U of S hikes tuition fees
The University of Saskatchewan in Saskatoon is raising tuition rates for 2010 by 5.2 per cent overall.
Administrators said Thursday the new rates are necessary even though the school's government grant was increased by $10 million in the March provincial budget.
Almost all U of S students will pay more, effective with the 2010-2011 academic year.
Students in arts, agriculture, education, computer science and nursing courses will pay an additional 4.4 per cent in tuition. Law students will pay 9.8 per cent more for tuition, and medical students will pay an additional eight per cent.

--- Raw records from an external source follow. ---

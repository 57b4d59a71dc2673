//! Replaying a person's reports through the tracking pipeline
//!
//! A replay file holds a starting person and a list of daily reports. Each
//! report is recorded in date order; rejected reports are collected rather
//! than aborting the run.

use std::fs;
use std::path::Path;

use carbon_tracker_shared::{
    analyze, goal_progress, summarize_history, total_reward_points, ActivityReport, Analytics,
    EmissionRecord, GoalProgress, HistorySummary, Person,
};
use chrono::{DateTime, NaiveDate, Utc};
use serde::{Deserialize, Serialize};
use tracing::warn;

use crate::error::{EngineResult, ErrorDetail};
use crate::services::{TrackingOutcome, TrackingService};
use crate::state::EngineState;

#[derive(Debug, Clone, Serialize, Deserialize)]
pub struct ReplayFile {
    pub person: Person,
    #[serde(default)]
    pub reports: Vec<ActivityReport>,
}

#[derive(Debug, Clone, Serialize)]
pub struct RejectedReport {
    pub date: NaiveDate,
    pub error: ErrorDetail,
}

#[derive(Debug, Clone, Serialize)]
pub struct ReplayResult {
    pub person: Person,
    pub outcomes: Vec<TrackingOutcome>,
    pub rejected: Vec<RejectedReport>,
    pub summary: HistorySummary,
    pub analytics: Analytics,
    /// Goals measured against the replayed daily average
    pub goals: Vec<GoalProgress>,
    pub reward_points: u32,
}

impl ReplayFile {
    pub fn load(path: &Path) -> EngineResult<Self> {
        let text = fs::read_to_string(path)?;
        Ok(serde_json::from_str(&text)?)
    }
}

/// Record every report in date order against the file's person
pub fn replay(state: &EngineState, file: ReplayFile, now: DateTime<Utc>) -> ReplayResult {
    let mut person = file.person;
    let mut reports = file.reports;
    reports.sort_by_key(|r| r.date);

    let mut outcomes = Vec::with_capacity(reports.len());
    let mut rejected = Vec::new();

    for report in &reports {
        match TrackingService::record_activity(state, &mut person, report, now) {
            Ok(outcome) => outcomes.push(outcome),
            Err(err) => {
                warn!(date = %report.date, error = %err, "Report rejected");
                rejected.push(RejectedReport {
                    date: report.date,
                    error: err.detail(),
                });
            }
        }
    }

    let records: Vec<EmissionRecord> = outcomes.iter().map(|o| o.record.clone()).collect();
    let reward_points = total_reward_points(state.achievements().catalog(), &person);

    let summary = summarize_history(&records);
    ReplayResult {
        goals: goal_progress(&person.goals, summary.average),
        summary,
        analytics: analyze(&records),
        reward_points,
        person,
        outcomes,
        rejected,
    }
}
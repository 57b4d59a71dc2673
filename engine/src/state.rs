//! Engine state management
//!
//! The state is built once at startup and shared by every caller. Factor
//! tables are immutable after creation. The achievement engine sits behind a
//! lock holding an `Arc`, so a catalog reload swaps in a fully validated
//! engine while readers keep whichever one they already hold.

use std::path::Path;
use std::sync::{Arc, PoisonError, RwLock};

use carbon_tracker_shared::{
    AchievementEngine, BadgeCatalog, FactorSet, FactorTable, LocationKey, PredicateRegistry,
};
use tracing::info;

use crate::config::EngineConfig;
use crate::error::EngineResult;
use crate::loader::{load_catalog, load_factor_table};

/// Shared engine state
///
/// Cloning is cheap: every field is an `Arc`.
#[derive(Clone, Debug)]
pub struct EngineState {
    pub config: Arc<EngineConfig>,
    factors: Arc<FactorTable>,
    registry: Arc<PredicateRegistry>,
    achievements: Arc<RwLock<Arc<AchievementEngine>>>,
}

impl EngineState {
    /// Build the state from configuration, loading any configured files
    pub fn from_config(config: EngineConfig) -> EngineResult<Self> {
        Self::with_registry(config, PredicateRegistry::builtin())
    }

    /// Like [`EngineState::from_config`] with extra custom predicates
    pub fn with_registry(
        config: EngineConfig,
        registry: Arc<PredicateRegistry>,
    ) -> EngineResult<Self> {
        let factors = build_factor_table(&config)?;
        let catalog = read_catalog(&config)?;
        let engine = AchievementEngine::with_registry(catalog, Arc::clone(&registry));

        Ok(Self {
            config: Arc::new(config),
            factors: Arc::new(factors),
            registry,
            achievements: Arc::new(RwLock::new(Arc::new(engine))),
        })
    }

    /// Get a reference to the configuration
    #[inline]
    pub fn config(&self) -> &EngineConfig {
        &self.config
    }

    #[inline]
    pub fn factors(&self) -> &FactorTable {
        &self.factors
    }

    /// Resolve factors for a location against the configured table
    pub fn resolve(&self, location: &LocationKey) -> FactorSet {
        self.factors.resolve(location)
    }

    /// The current achievement engine
    pub fn achievements(&self) -> Arc<AchievementEngine> {
        let guard = self
            .achievements
            .read()
            .unwrap_or_else(PoisonError::into_inner);
        Arc::clone(&*guard)
    }

    /// Re-read the configured catalog and swap it in.
    ///
    /// On error the current catalog stays in place. Returns the number of
    /// badges loaded.
    pub fn reload_catalog(&self) -> EngineResult<usize> {
        let catalog = read_catalog(&self.config)?;
        Ok(self.replace_catalog(catalog))
    }

    /// Swap in an already validated catalog
    pub fn replace_catalog(&self, catalog: BadgeCatalog) -> usize {
        let count = catalog.len();
        let engine = Arc::new(AchievementEngine::with_registry(
            catalog,
            Arc::clone(&self.registry),
        ));

        let mut guard = self
            .achievements
            .write()
            .unwrap_or_else(PoisonError::into_inner);
        *guard = engine;

        info!(badges = count, "Badge catalog swapped");
        count
    }
}

fn build_factor_table(config: &EngineConfig) -> EngineResult<FactorTable> {
    let mut table = match &config.factors.overrides_path {
        Some(path) => load_factor_table(Path::new(path))?,
        None => FactorTable::builtin().clone(),
    };

    if !config.factors.state_adjustments {
        info!("State factor adjustments disabled");
        table = table.without_state_adjustments();
    }
    if !config.factors.city_adjustments {
        info!("City factor adjustments disabled");
        table = table.without_city_adjustments();
    }
    Ok(table)
}

fn read_catalog(config: &EngineConfig) -> EngineResult<BadgeCatalog> {
    match &config.catalog.path {
        Some(path) => load_catalog(Path::new(path)),
        None => Ok(BadgeCatalog::builtin().clone()),
    }
}
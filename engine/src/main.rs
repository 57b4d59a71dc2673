//! Carbon Tracker replay tool
//!
//! Loads the engine configuration, replays a person's daily reports from a
//! JSON file through the tracking pipeline and prints the result as JSON.
//!
//! Usage: `carbon-tracker <replay.json>`

use std::path::PathBuf;

use anyhow::{Context, Result};
use carbon_tracker_engine::{
    config::EngineConfig,
    replay::{replay, ReplayFile},
    state::EngineState,
};
use chrono::Utc;
use tracing::info;
use tracing_subscriber::{layer::SubscriberExt, util::SubscriberInitExt};

fn main() -> Result<()> {
    // Load environment variables from .env file
    dotenvy::dotenv().ok();

    // Load configuration
    let config = EngineConfig::load()?;

    // Initialize tracing
    init_tracing(&config);

    info!(
        version = env!("CARGO_PKG_VERSION"),
        env = if EngineConfig::is_production() { "production" } else { "development" },
        "Starting Carbon Tracker replay"
    );

    let path = std::env::args()
        .nth(1)
        .map(PathBuf::from)
        .context("usage: carbon-tracker <replay.json>")?;

    let state = EngineState::from_config(config)?;
    let file = ReplayFile::load(&path)
        .with_context(|| format!("failed to read replay file {}", path.display()))?;

    let result = replay(&state, file, Utc::now());
    info!(
        recorded = result.outcomes.len(),
        rejected = result.rejected.len(),
        "Replay complete"
    );

    println!("{}", serde_json::to_string_pretty(&result)?);
    Ok(())
}

/// Initialize tracing/logging
///
/// Logs go to stderr so stdout carries only the JSON result.
fn init_tracing(config: &EngineConfig) {
    let env_filter = tracing_subscriber::EnvFilter::try_from_default_env().unwrap_or_else(|_| {
        if EngineConfig::is_production() {
            "carbon_tracker_engine=info,carbon_tracker_shared=info".into()
        } else {
            "carbon_tracker_engine=debug,carbon_tracker_shared=debug".into()
        }
    });

    let subscriber = tracing_subscriber::registry().with(env_filter);

    if config.json_logs() {
        // JSON logging for production (better for log aggregation)
        subscriber
            .with(tracing_subscriber::fmt::layer().json().with_writer(std::io::stderr))
            .init();
    } else {
        // Pretty logging for development
        subscriber
            .with(tracing_subscriber::fmt::layer().pretty().with_writer(std::io::stderr))
            .init();
    }
}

Typically, a full-time undergraduate student will take eight to ten classes over the course of two semesters.
According to the university, under the new rates an arts student will pay a total of $4,900 in tuition and other fees for classes in 2010-2011.
U of S students pay a long list of fees and charges associated with their education.
"It's going to be tough," Amber Osadan-Ullman, a current student, said Thursday. "You've got to do the small adjustments. Whether it's Mr. Noodles compared to Mr. Noodles Supreme with added frozen vegetables."
Osadan-Ullman said she is already having a hard time making ends meet and the boost in tuition fees will be a challenge.
According to information released by the university, almost all of its courses cost less than other institutions charge.
The university said it compared its tuition rates to a peer group of schools that also have medical programs. The U of S also included the University of Regina in its comparisons.
"We still offer terrific value for money," said Brett Fairbairn, the university's vice-president of academics. "The cost of tuition that, on average, is below what similar programs cost elsewhere."
The head of the students union said the tuition hike is reasonable.
"Across Canada right now we're seeing rapid increases in tuition or mandatory fees, as we've seen quite recently in Alberta," said Warren Kirkland, president of the University of Saskatchewan Students Union.
"This is quite a modest increase and I think students will be quite pleased overall."